3. When I was reading this article, the image of a set of traffic lights came into my mind. On one side, you have a red light, with traffic approaching slowly and carefully. On the other is a steadily moving stream of traffic taking its turn to move ahead. In the middle somewhere is a point of equilibrium, where traffic waiting to turn right (I am in the UK; it would be left most other places) is paused in the middle of the road, having passed the red light, but being held up by the oncoming traffic. If one of these vehicles fails to obey the rules of the road, all kinds of chaos and mayhem could occur, with vehicles and other objects being flung and damaged unpredictably.

 

Replies from: AllAmericanBreakfast, AllAmericanBreakfast
comment by DirectedEvolution (AllAmericanBreakfast) · 2021-10-15T21:16:15.759Z · LW(p) · GW(p)

Interestingly, biologists have named the phases of the bacterial growth curve: lag phase, exponential phase, stationary phase, death phase. I suspect that having names for these phases helps people think more concretely. We could just say it's a variant of logistic growth, and give some sort of equation for it. But that wouldn't make it nearly as easy to talk or think about as naming the phases. Early in the pandemic, we could have been saying "we're in the lag phase of the pandemic, but the exponential phase is coming." Likewise, you're worried we're in the lag phase of inflation, and that the exponential phase is coming.

I wonder if we can just start talking like this. We know these trends are real, and perhaps the problem is that we talk about them as if they required an education in mathematics to understand. Instead, perhaps the bits of the graph just need some nice handy labels.

Replies from: Nemoto
comment by Nemoto · 2021-10-15T22:14:54.254Z · LW(p) · GW(p)

Your graph also illustrates perfectly why I find this an example of semistable equilibrium as explained in this article. It even looks like a cliff face, although it is inverted. There is a point at which the lag phase changes and becomes the exponential phase. As long as the correct action is taken  before this point, the exponential phase can be avoided; e.g. take the petri dish out of the incubator and put bleach in it. This would be equivalent to the chicken player stopping his car before the cliff edge.

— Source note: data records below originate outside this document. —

//! Timestamp parsing for study-block records.
//!
//! Study blocks arrive either as RFC 3339 timestamps with an offset
//! (`2024-05-01T09:00:00Z`) or as naive ISO-8601 datetimes without one
//! (`2024-05-01T09:00:00.123`), which the backend writes in UTC.

use chrono::{DateTime, NaiveDateTime, SecondsFormat, Utc};
use serde::{de, Deserialize, Deserializer, Serializer};

const NAIVE_FORMAT: &str = "%Y-%m-%dT%H:%M:%S%.f";

/// Parse a timestamp, treating values without an offset as UTC.
pub fn parse_timestamp(value: &str) -> Result<DateTime<Utc>, chrono::ParseError> {
    let value = value.trim();
    match DateTime::parse_from_rfc3339(value) {
        Ok(dt) => Ok(dt.with_timezone(&Utc)),
        Err(_) => NaiveDateTime::parse_from_str(value, NAIVE_FORMAT).map(|naive| naive.and_utc()),
    }
}

/// Format a timestamp the way it is written back out (`2024-05-01T09:00:00Z`).
pub fn format_timestamp(value: &DateTime<Utc>) -> String {
    value.to_rfc3339_opts(SecondsFormat::Secs, true)
}

pub fn serialize<S>(value: &DateTime<Utc>, serializer: S) -> Result<S::Ok, S::Error>
where
    S: Serializer,
{
    serializer.serialize_str(&format_timestamp(value))
}

pub fn deserialize<'de, D>(deserializer: D) -> Result<DateTime<Utc>, D::Error>
where
    D: Deserializer<'de>,
{
    let raw = String::deserialize(deserializer)?;
    parse_timestamp(&raw)
        .map_err(|e| de::Error::custom(format!("invalid timestamp {:?}: {}", raw, e)))
}

/// Same as the parent module, for `Option<DateTime<Utc>>` fields.
pub mod option {
    use super::{format_timestamp, parse_timestamp};
    use chrono::{DateTime, Utc};
    use serde::{de, Deserialize, Deserializer, Serializer};

    pub fn serialize<S>(value: &Option<DateTime<Utc>>, serializer: S) -> Result<S::Ok, S::Error>
    where
        S: Serializer,
    {
        match value {
            Some(dt) => serializer.serialize_some(&format_timestamp(dt)),
            None => serializer.serialize_none(),
        }
    }

    pub fn deserialize<'de, D>(deserializer: D) -> Result<Option<DateTime<Utc>>, D::Error>
    where
        D: Deserializer<'de>,
    {
        match Option::<String>::deserialize(deserializer)? {
            Some(raw) => parse_timestamp(&raw)
                .map(Some)
                .map_err(|e| de::Error::custom(format!("invalid timestamp {:?}: {}", raw, e))),
            None => Ok(None),
        }
    }
}

#[cfg(test)]
mod tests {
    use super::*;
    use chrono::TimeZone;

    #[test]
    fn test_parse_rfc3339_utc() {
        let parsed = parse_timestamp("2024-05-01T09:00:00Z").unwrap();
        assert_eq!(parsed, Utc.with_ymd_and_hms(2024, 5, 1, 9, 0, 0).unwrap());
    }

    #[test]
    fn test_parse_rfc3339_with_offset() {
        let parsed = parse_timestamp("2024-05-01T11:30:00+02:00").unwrap();
        assert_eq!(parsed, Utc.with_ymd_and_hms(2024, 5, 1, 9, 30, 0).unwrap());
    }

    #[test]
    fn test_parse_naive_is_utc() {
        let parsed = parse_timestamp("2024-05-01T09:00:00").unwrap();
        assert_eq!(parsed, Utc.with_ymd_and_hms(2024, 5, 1, 9, 0, 0).unwrap());
    }

    #[test]
    fn test_parse_naive_with_fraction() {
        let parsed = parse_timestamp("2024-05-01T09:00:00.250").unwrap();
        assert_eq!(parsed.timestamp_subsec_millis(), 250);
    }

    #[test]
    fn test_parse_rejects_garbage() {
        assert!(parse_timestamp("yesterday-ish").is_err());
        assert!(parse_timestamp("2024-05-01").is_err());
        assert!(parse_timestamp("").is_err());
    }

    #[test]
    fn test_format_timestamp() {
        let dt = Utc.with_ymd_and_hms(2024, 5, 1, 9, 0, 0).unwrap();
        assert_eq!(format_timestamp(&dt), "2024-05-01T09:00:00Z");
    }
}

Replies from: AllAmericanBreakfast
comment by DirectedEvolution (AllAmericanBreakfast) · 2021-10-15T22:33:09.148Z · LW(p) · GW(p)

Yep! On the flip side, biologists know that it’s important to passage cells before they enter the death phase, which means splitting them into multiple lower-concentration plates. Otherwise, the cells can be irretrievably damaged by overcrowding.

Replies from: Nemoto
comment by Nemoto · 2021-10-16T13:51:09.093Z · LW(p) · GW(p)

A lesson for humans as the population continues to increase.

comment by DirectedEvolution (AllAmericanBreakfast) · 2021-10-15T21:10:53.656Z · LW(p) · GW(p)

Welcome to LessWrong! Thanks for posting, these are interesting examples to consider.

Replies from: Nemoto
comment by Nemoto · 2021-10-15T22:17:03.046Z · LW(p) · GW(p)

Thank you for being so kind. I want to give 2 karma, but it won't let me. 

Replies from: AllAmericanBreakfast
comment by DirectedEvolution (AllAmericanBreakfast) · 2021-10-15T22:42:24.447Z · LW(p) · GW(p)

You can click and hold down for a strong upvote or downvote. The higher your karma score, the more weight your upvotes and downvotes will have.

Replies from: Nemoto
comment by Nemoto · 2021-10-16T13:52:25.611Z · LW(p) · GW(p)

Ah, maybe I am too new for more than one vote, because holding down doesn't do it.